7 Business Analytics Skills Every Non-Analyst Should Know in 2025

7 Business Analytics Skills Every Non-Analyst Should Know in 2025

PublishedSeptember 12, 2025
6 min read
Author
Saharsh Sikaria
Product Specialist

If you lead projects, own product outcomes, manage teams, or make decisions that affect revenue, you already rely on analytics, even if you don’t deal with business analytics directly. As expertise gets more and more decentralized, courtesy of the recent advances in GenAI, analytics is no longer only for a small group of specialists. In 2025–25, more people across organizations are expected to interpret data, ask the right questions, and act on insight. 

For example, recent industry surveys and studies show a big jump in enterprise AI and analytics adoption, underscoring that analytics literacy is now a core workplace skill, not a niche one. Still, more than 66% professionals in non-analytics fields like Sales and Marketing admit to feeling anxious when working with data.

Below are seven practical, high-impact business analytics skills you should learn in 2025. For each of them you’ll get a short, real-world scenario and one immediate action you can take this week.

1. Ask better questions and frame the problem clearly before analyzing data

Why it matters: Knowing what you want to learn is more important than knowing how to run a chart. Clear questions mean faster answers and less noisy analysis. This is also why proven frameworks like BADIR™ begin by clarifying the Business Question before everything else. 

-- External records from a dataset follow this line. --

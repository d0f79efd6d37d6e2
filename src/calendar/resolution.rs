//! Conversion between wall-clock datetimes and dimensionless unit counts.

use crate::model::error::CalendarError;
use chrono::{Duration, NaiveDateTime};
use lazy_static::lazy_static;
use std::collections::HashMap;

// Resolutions addressable by label in fixture documents.
const NAMED_UNITS_ARRAY: [(&str, i64); 2] = [("minute", 60), ("hour", 3600)];
lazy_static! {
    static ref NAMED_UNITS: HashMap<&'static str, i64> = HashMap::from_iter(NAMED_UNITS_ARRAY);
}

/// The atomic interval of the integer time domain. A resolution is a pure
/// performance parameter: nothing above the conversion boundary references
/// it, and the engine only ever sees unit counts relative to an epoch.
#[derive(Debug, Clone, PartialEq, Eq)]
pub struct Resolution {
    unit_seconds: i64,
    label: Box<str>,
}

impl Resolution {
    /// Creates a resolution of `unit_seconds` per unit.
    /// Fails with [`CalendarError::InvalidArgument`] if `unit_seconds < 1`.
    pub fn new(unit_seconds: i64, label: &str) -> Result<Resolution, CalendarError> {
        if unit_seconds < 1 {
            return Err(CalendarError::InvalidArgument(
                format!("resolution {} must have at least one second per unit, got {}", label, unit_seconds).into(),
            ));
        }
        Ok(Resolution {
            unit_seconds,
            label: label.into(),
        })
    }

    pub fn minute() -> Resolution {
        Resolution {
            unit_seconds: 60,
            label: "minute".into(),
        }
    }
    pub fn hour() -> Resolution {
        Resolution {
            unit_seconds: 3600,
            label: "hour".into(),
        }
    }
    /// Looks a resolution up by its fixture label ("minute", "hour").
    pub fn from_label(label: &str) -> Option<Resolution> {
        NAMED_UNITS.get(label).map(|unit_seconds| Resolution {
            unit_seconds: *unit_seconds,
            label: label.into(),
        })
    }

    pub fn unit_seconds(&self) -> i64 {
        self.unit_seconds
    }
    pub fn label(&self) -> &str {
        &self.label
    }

    /// Converts a naive datetime into a unit count relative to `epoch`.
    /// Datetimes before the epoch yield negative counts. Fails with
    /// [`CalendarError::Misalignment`] if the delta is not a whole number of
    /// units, including any sub-second component.
    pub fn to_int(&self, datetime: NaiveDateTime, epoch: NaiveDateTime) -> Result<i64, CalendarError> {
        let delta = datetime.signed_duration_since(epoch);
        if delta.subsec_nanos() != 0 {
            return Err(CalendarError::Misalignment {
                datetime,
                label: self.label.clone(),
                residual_seconds: delta.num_seconds().rem_euclid(self.unit_seconds),
            });
        }
        let seconds = delta.num_seconds();
        if seconds.rem_euclid(self.unit_seconds) != 0 {
            return Err(CalendarError::Misalignment {
                datetime,
                label: self.label.clone(),
                residual_seconds: seconds.rem_euclid(self.unit_seconds),
            });
        }
        Ok(seconds.div_euclid(self.unit_seconds))
    }

    /// Converts a unit count back into the naive datetime `epoch + n units`.
    /// Exact inverse of [`Resolution::to_int`] on aligned input.
    pub fn to_datetime(&self, units: i64, epoch: NaiveDateTime) -> NaiveDateTime {
        epoch + Duration::seconds(units * self.unit_seconds)
    }
}
/*!
Scoring of survey instruments: Likert questionnaires with reversed items and
forced-choice questionnaires with a scoring key per question.

The library reads the raw answers of each participant from a [`sheet::Workbook`],
converts every answer into a score, sums the scores of each scale and writes
one sheet per company with a row per participant and an average row.

```
use survey_scoring::*;

let catalog = Catalog::builtin()?;
let layout = SurveyLayout::packed(&catalog, &["team".to_string()])?;

let mut book = MemoryWorkbook::new();
let mut row: Vec<CellValue> = vec!["2024-05-01".into(), "Acme".into()];
row.extend((0..44).map(|_| CellValue::from("Затрудняюсь ответить")));
book.add_sheet(DEFAULT_RESPONSES_SHEET, vec![vec!["Timestamp".into()], row]);

let summary = process_responses(&mut book, &catalog, &layout)?;
assert_eq!(summary.companies[0].blocks[0].aggregate.average[0], 12.0);
# Ok::<(), ScoringError>(())
```

See the [manual] for the definition of questionnaires.
*/
pub mod aggregate;
pub mod catalog;
mod config;
pub mod instruments;
pub mod manual;
pub mod normalize;
pub mod pipeline;
pub mod report;
pub mod sheet;

pub use crate::aggregate::{aggregate, group_by_company, scale_sum, CompanyGroup, ScaleAggregate};
pub use crate::catalog::{
    base_questions, forced_choice_questionnaire, likert_questionnaire, resolve_options, Catalog,
    LikertScale, QuestionnaireHeader, ScoringRule,
};
pub use crate::config::*;
pub use crate::normalize::{normalize, normalize_label};
pub use crate::pipeline::{
    process_responses, read_participant_responses, CompanyReport, QuestionnaireBlock,
    QuestionnaireColumns, RunSummary, SurveyLayout, DEFAULT_RESPONSES_SHEET,
};
pub use crate::report::{block_start_row, build_report};
pub use crate::sheet::{MemoryWorkbook, Sheet, SheetHandle, Workbook};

Enola's BADIR Framework for impactful Business Analytics

Scenario: You want to reduce churn for a subscription product. Instead of asking “What’s our churn rate?” try: “Which three customer actions in the first 14 days predict churn within 90 days?” That reframes the problem toward root causes and prescriptive solutions.

Actionable takeaway: Use the 5-question template: Who, What, When, Where, Why. Also, remember to clearly define what success looks like for you. Write your question in one sentence and state the metric that would prove you succeeded.

2. Read and build clear visuals because storytelling beats raw numbers

Why it matters: Decision-makers rarely need raw tables. They need a clear narrative and visuals that map to action.

Scenario: Sales leadership sees a revenue dip. A one-chart view that layers conversion funnel, cohort trends, and a short caption that says “drop started after pricing change in Region A” will prompt an immediate test, not a debate over source files.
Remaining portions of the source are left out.